With the fall of the wall came an unanticipated division that was ingrained in mentality rather than concrete. Reunification was both a liberating and difficult time for East German players, who were now tasked with forging a career in the commercial Bundesliga. It truly was fight or flight.

“The top two teams got to go into the Bundesliga and at Dresden we qualified for that. We were playing against all our idols and that needed a bit time to adjust to,” says Rosler.

“Growing up in the East, our first thought was about the team and the collective understanding, whereas in the west or the free world it was a lot about individualism and how far I can come, how good I am. And so I had to start to think more selfishly.

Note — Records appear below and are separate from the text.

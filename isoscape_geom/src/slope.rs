// Copyright 2025 the Isoscape Authors
// SPDX-License-Identifier: Apache-2.0 OR MIT

//! Tile slopes and their corner bits.

bitflags::bitflags! {
    /// Tile corners raised one step above the tile's lowest corner.
    ///
    /// The north corner sits at the tile's own grid position; the west, east and
    /// south corners are shared with the tiles at `(x + 1, y)`, `(x, y + 1)` and
    /// `(x + 1, y + 1)`.
    #[derive(Clone, Copy, Debug, PartialEq, Eq, Hash)]
    pub struct Corners: u8 {
        /// Top corner of the diamond.
        const N = 0b0001;
        /// Bottom corner of the diamond.
        const S = 0b0010;
        /// Left corner of the diamond.
        const W = 0b0100;
        /// Right corner of the diamond.
        const E = 0b1000;
    }
}

/// One of the 15 shapes a tile surface can take.
///
/// Each variant names the corners that are one step above the others.
/// Four raised corners are not a slope: such a tile is simply one step higher
/// and [`Flat`](Self::Flat).
#[derive(Copy, Clone, Debug, Default, PartialEq, Eq, Hash)]
#[repr(u8)]
pub enum Slope {
    /// All corners at the same height.
    #[default]
    Flat = 0,
    /// North corner raised.
    N,
    /// South corner raised.
    S,
    /// East corner raised.
    E,
    /// West corner raised.
    W,
    /// North and east corners raised.
    Ne,
    /// East and south corners raised.
    Es,
    /// South and west corners raised.
    Sw,
    /// West and north corners raised.
    Wn,
    /// North and south corners raised.
    Ns,
    /// West and east corners raised.
    We,
    /// All but the west corner raised.
    Nes,
    /// All but the north corner raised.
    Esw,
    /// All but the south corner raised.
    Wne,
    /// All but the east corner raised.
    Swn,
}

impl Slope {
    /// Every slope, in index order.
    pub const ALL: [Self; 15] = [
        Self::Flat,
        Self::N,
        Self::S,
        Self::E,
        Self::W,
        Self::Ne,
        Self::Es,
        Self::Sw,
        Self::Wn,
        Self::Ns,
        Self::We,
        Self::Nes,
        Self::Esw,
        Self::Wne,
        Self::Swn,
    ];

    /// Dense index of this slope, `0..15`.
    #[must_use]
    pub const fn index(self) -> usize {
        self as usize
    }

    /// The raised corners of this slope.
    #[must_use]
    pub const fn corners(self) -> Corners {
        match self {
            Self::Flat => Corners::empty(),
            Self::N => Corners::N,
            Self::S => Corners::S,
            Self::E => Corners::E,
            Self::W => Corners::W,
            Self::Ne => Corners::N.union(Corners::E),
            Self::Es => Corners::E.union(Corners::S),
            Self::Sw => Corners::S.union(Corners::W),
            Self::Wn => Corners::W.union(Corners::N),
            Self::Ns => Corners::N.union(Corners::S),
            Self::We => Corners::W.union(Corners::E),
            Self::Nes => Corners::N.union(Corners::E).union(Corners::S),
            Self::Esw => Corners::E.union(Corners::S).union(Corners::W),
            Self::Wne => Corners::W.union(Corners::N).union(Corners::E),
            Self::Swn => Corners::S.union(Corners::W).union(Corners::N),
        }
    }

    /// The slope whose raised corners are `corners`.
    ///
    /// No raised corner and four raised corners both give [`Flat`](Self::Flat).
    #[must_use]
    pub fn from_corners(corners: Corners) -> Self {
        if corners == Corners::all() {
            return Self::Flat;
        }
        Self::ALL
            .into_iter()
            .find(|slope| slope.corners() == corners)
            .unwrap_or(Self::Flat)
    }

    /// Height of `corner` above the tile's lowest corner, `0` or `1`.
    #[must_use]
    pub fn corner_offset(self, corner: Corners) -> i32 {
        i32::from(self.corners().contains(corner))
    }

    /// Difference between the lowest corner and the north corner.
    ///
    /// A tile's height is the height of its north corner, so slopes that raise
    /// the north corner have their lowest corner one step below it.
    #[must_use]
    pub fn min_height_offset(self) -> i32 {
        -self.corner_offset(Corners::N)
    }
}

#[cfg(test)]
mod tests {
    use super::*;

    #[test]
    fn corners_round_trip() {
        for slope in Slope::ALL {
            assert_eq!(Slope::from_corners(slope.corners()), slope);
        }
        assert_eq!(Slope::from_corners(Corners::all()), Slope::Flat);
    }

    #[test]
    fn index_order_is_stable() {
        for (i, slope) in Slope::ALL.into_iter().enumerate() {
            assert_eq!(slope.index(), i);
        }
        assert_eq!(Slope::Nes.index(), 11);
    }

    #[test]
    fn north_raising_slopes_sit_one_step_lower() {
        assert_eq!(Slope::Flat.min_height_offset(), 0);
        assert_eq!(Slope::N.min_height_offset(), -1);
        assert_eq!(Slope::Es.min_height_offset(), 0);
        assert_eq!(Slope::Swn.min_height_offset(), -1);
    }
}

“I was in East Germany and the wall fell down with great timing for myself. I was at the beginning of my twenties and one of the top scorers in the league. I was young and had a lot of offers.

“I went to Dresden, we won promotion, but in the Bundesliga a lot of players needed to adapt. I struggled for a while with football and injuries but then got a new chance and had always been a fan of English football.

Following two years at Dresden it was time for Rösler to move to the English Premiership and Manchester City, where his tenacious style and a lofty chip over Peter Schmeichel in the Manchester derby quickly established him as a Kippax favourite.

His name was sang to the tune of the apt Pet Shop Boys classic ‘Go West’.

“English football was what we could see on East German television. East German teams like Dynamo Dresden and Lokomotive Leipzig were very successful in Europe so we saw a lot of games against British opponents and this is where the love for England came from.

“I wanted to fulfil that dream and now I could. Before I couldn’t and now the situation in Germany was that I needed to go out and reinvent myself and that’s what I did by going to City.”

Meanwhile, the Bundesliga began to capitalise on new levels of commercial sponsorship as Eastern clubs slipped out of the top flight. The teams that had represented the societal changes of the East eventually subsided into the lower divisions of German football.

The demise of East German football is evident in the current Bundesliga standings, with no representatives of the former GDR present. RB Leipzig highlight the sporting successes of the maturing reunified country where capitalism has truly infiltrated the old Eastern ideals.

Twenty-seven years have passed since that night in Brussels, when Rösler won his fifth and final cap for East Germany against Belgium. It is a long time in the world, a long time for football and a long time in one man’s life.

Now guiding Fleetwood Town in League One, Rösler is eyeing automatic promotion to the Championship. There is no doubt that his experiences growing up in East Germany have helped to shape an impressive career.